The task: Below are the records; restate all of them exactly.

Records to use:
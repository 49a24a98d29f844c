//! Block File - low-level file I/O for index blocks.
//!
//! The [`BlockFile`] handles all direct file operations:
//! - Creating and opening the index file
//! - Reading and writing whole 512-byte blocks
//! - Flushing written blocks to stable storage

use std::fs::{File, OpenOptions};
use std::io::{self, Read, Seek, SeekFrom, Write};
use std::path::{Path, PathBuf};

use crate::common::config::BLOCK_SIZE;
use crate::common::{BlockId, Error, Result};
use crate::storage::block::Block;

/// Manages block I/O for a single index file.
///
/// # File Layout
/// The index is stored as a single file with blocks laid out sequentially:
/// ```text
/// ┌──────────┬─────────┬─────────┬─────────┬─────────┐
/// │ Block 0  │ Block 1 │ Block 2 │  ...    │ Block N │
/// │ (header) │ (node)  │ (node)  │         │ (node)  │
/// └──────────┴─────────┴─────────┴─────────┴─────────┘
/// Offset:  0      512     1024     ...    N×512
/// ```
///
/// # Allocation
/// `BlockFile` does not hand out block ids; the header's next-free counter
/// does. Writing past the current end extends the file.
///
/// # Durability
/// Writes are not synced individually. Callers group the writes of one
/// operation and call [`BlockFile::sync`] once at the end.
pub struct BlockFile {
    file: File,
    path: PathBuf,
    /// Number of whole blocks in the file.
    block_count: u64,
}

impl BlockFile {
    /// Create a new, empty index file.
    ///
    /// # Errors
    /// Returns `Error::AlreadyExists` if the file already exists. An existing
    /// file is never opened for writing, so it is left untouched.
    pub fn create<P: AsRef<Path>>(path: P) -> Result<Self> {
        let path = path.as_ref();
        let file = OpenOptions::new()
            .read(true)
            .write(true)
            .create_new(true)
            .open(path)
            .map_err(|err| match err.kind() {
                io::ErrorKind::AlreadyExists => Error::AlreadyExists(path.to_path_buf()),
                _ => Error::Io(err),
            })?;

        Ok(Self {
            file,
            path: path.to_path_buf(),
            block_count: 0,
        })
    }

    /// Open an existing index file.
    ///
    /// # Errors
    /// Returns `Error::NotFound` if the file doesn't exist.
    pub fn open<P: AsRef<Path>>(path: P) -> Result<Self> {
        let path = path.as_ref();
        let file = OpenOptions::new()
            .read(true)
            .write(true)
            .open(path)
            .map_err(|err| match err.kind() {
                io::ErrorKind::NotFound => Error::NotFound(path.to_path_buf()),
                _ => Error::Io(err),
            })?;

        let file_size = file.metadata()?.len();
        Ok(Self {
            file,
            path: path.to_path_buf(),
            block_count: file_size / BLOCK_SIZE as u64,
        })
    }

    /// Read a block from disk.
    ///
    /// # Errors
    /// Returns `Error::TruncatedBlock` if fewer than 512 bytes are available
    /// at the block's offset.
    pub fn read_block(&mut self, block_id: BlockId) -> Result<Block> {
        self.file.seek(SeekFrom::Start(block_id.offset()))?;

        let mut block = Block::new();
        let mut filled = 0;
        while filled < BLOCK_SIZE {
            match self.file.read(&mut block.as_mut_slice()[filled..]) {
                Ok(0) => break,
                Ok(n) => filled += n,
                Err(err) if err.kind() == io::ErrorKind::Interrupted => continue,
                Err(err) => return Err(err.into()),
            }
        }

        if filled < BLOCK_SIZE {
            return Err(Error::TruncatedBlock {
                block: block_id.0,
                len: filled,
            });
        }

        tracing::trace!("read {}", block_id);
        Ok(block)
    }

    /// Write a block to disk, extending the file if needed.
    pub fn write_block(&mut self, block_id: BlockId, block: &Block) -> Result<()> {
        self.file.seek(SeekFrom::Start(block_id.offset()))?;
        self.file.write_all(block.as_slice())?;

        self.block_count = self.block_count.max(block_id.0 + 1);
        tracing::trace!("wrote {}", block_id);
        Ok(())
    }

    /// Flush all written blocks to stable storage.
    pub fn sync(&mut self) -> Result<()> {
        self.file.flush()?;
        self.file.sync_data()?;
        Ok(())
    }

    /// Path this file was opened from.
    #[inline]
    pub fn path(&self) -> &Path {
        &self.path
    }

    /// Get the number of whole blocks in the file.
    #[inline]
    pub fn block_count(&self) -> u64 {
        self.block_count
    }

    /// Get the total size of the file in bytes, counting whole blocks.
    #[inline]
    pub fn file_size(&self) -> u64 {
        self.block_count * BLOCK_SIZE as u64
    }
}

Output of the exercise:
repository 49a24a98d29f844c
//! Block File - low-level file I/O for index blocks.
//!
//! The [`BlockFile`] handles all direct file operations:
//! - Creating and opening the index file
//! - Reading and writing whole 512-byte blocks
//! - Flushing written blocks to stable storage

use std::fs::{File, OpenOptions};
use std::io::{self, Read, Seek, SeekFrom, Write};
use std::path::{Path, PathBuf};

use crate::common::config::BLOCK_SIZE;
use crate::common::{BlockId, Error, Result};
use crate::storage::block::Block;

/// Manages block I/O for a single index file.
///
/// # File Layout
/// The index is stored as a single file with blocks laid out sequentially:
/// ```text
/// ┌──────────┬─────────┬─────────┬─────────┬─────────┐
/// │ Block 0  │ Block 1 │ Block 2 │  ...    │ Block N │
/// │ (header) │ (node)  │ (node)  │         │ (node)  │
/// └──────────┴─────────┴─────────┴─────────┴─────────┘
/// Offset:  0      512     1024     ...    N×512
/// ```
///
/// # Allocation
/// `BlockFile` does not hand out block ids; the header's next-free counter
/// does. Writing past the current end extends the file.
///
/// # Durability
/// Writes are not synced individually. Callers group the writes of one
/// operation and call [`BlockFile::sync`] once at the end.
pub struct BlockFile {
    file: File,
    path: PathBuf,
    /// Number of whole blocks in the file.
    block_count: u64,
}

impl BlockFile {
    /// Create a new, empty index file.
    ///
    /// # Errors
    /// Returns `Error::AlreadyExists` if the file already exists. An existing
    /// file is never opened for writing, so it is left untouched.
    pub fn create<P: AsRef<Path>>(path: P) -> Result<Self> {
        let path = path.as_ref();
        let file = OpenOptions::new()
            .read(true)
            .write(true)
            .create_new(true)
            .open(path)
            .map_err(|err| match err.kind() {
                io::ErrorKind::AlreadyExists => Error::AlreadyExists(path.to_path_buf()),
                _ => Error::Io(err),
            })?;

        Ok(Self {
            file,
            path: path.to_path_buf(),
            block_count: 0,
        })
    }

    /// Open an existing index file.
    ///
    /// # Errors
    /// Returns `Error::NotFound` if the file doesn't exist.
    pub fn open<P: AsRef<Path>>(path: P) -> Result<Self> {
        let path = path.as_ref();
        let file = OpenOptions::new()
            .read(true)
            .write(true)
            .open(path)
            .map_err(|err| match err.kind() {
                io::ErrorKind::NotFound => Error::NotFound(path.to_path_buf()),
                _ => Error::Io(err),
            })?;

        let file_size = file.metadata()?.len();
        Ok(Self {
            file,
            path: path.to_path_buf(),
            block_count: file_size / BLOCK_SIZE as u64,
        })
    }

    /// Read a block from disk.
    ///
    /// # Errors
    /// Returns `Error::TruncatedBlock` if fewer than 512 bytes are available
    /// at the block's offset.
    pub fn read_block(&mut self, block_id: BlockId) -> Result<Block> {
        self.file.seek(SeekFrom::Start(block_id.offset()))?;

        let mut block = Block::new();
        let mut filled = 0;
        while filled < BLOCK_SIZE {
            match self.file.read(&mut block.as_mut_slice()[filled..]) {
                Ok(0) => break,
                Ok(n) => filled += n,
                Err(err) if err.kind() == io::ErrorKind::Interrupted => continue,
                Err(err) => return Err(err.into()),
            }
        }

        if filled < BLOCK_SIZE {
            return Err(Error::TruncatedBlock {
                block: block_id.0,
                len: filled,
            });
        }

        tracing::trace!("read {}", block_id);
        Ok(block)
    }

    /// Write a block to disk, extending the file if needed.
    pub fn write_block(&mut self, block_id: BlockId, block: &Block) -> Result<()> {
        self.file.seek(SeekFrom::Start(block_id.offset()))?;
        self.file.write_all(block.as_slice())?;

        self.block_count = self.block_count.max(block_id.0 + 1);
        tracing::trace!("wrote {}", block_id);
        Ok(())
    }

    /// Flush all written blocks to stable storage.
    pub fn sync(&mut self) -> Result<()> {
        self.file.flush()?;
        self.file.sync_data()?;
        Ok(())
    }

    /// Path this file was opened from.
    #[inline]
    pub fn path(&self) -> &Path {
        &self.path
    }

    /// Get the number of whole blocks in the file.
    #[inline]
    pub fn block_count(&self) -> u64 {
        self.block_count
    }

    /// Get the total size of the file in bytes, counting whole blocks.
    #[inline]
    pub fn file_size(&self) -> u64 {
        self.block_count * BLOCK_SIZE as u64
    }
}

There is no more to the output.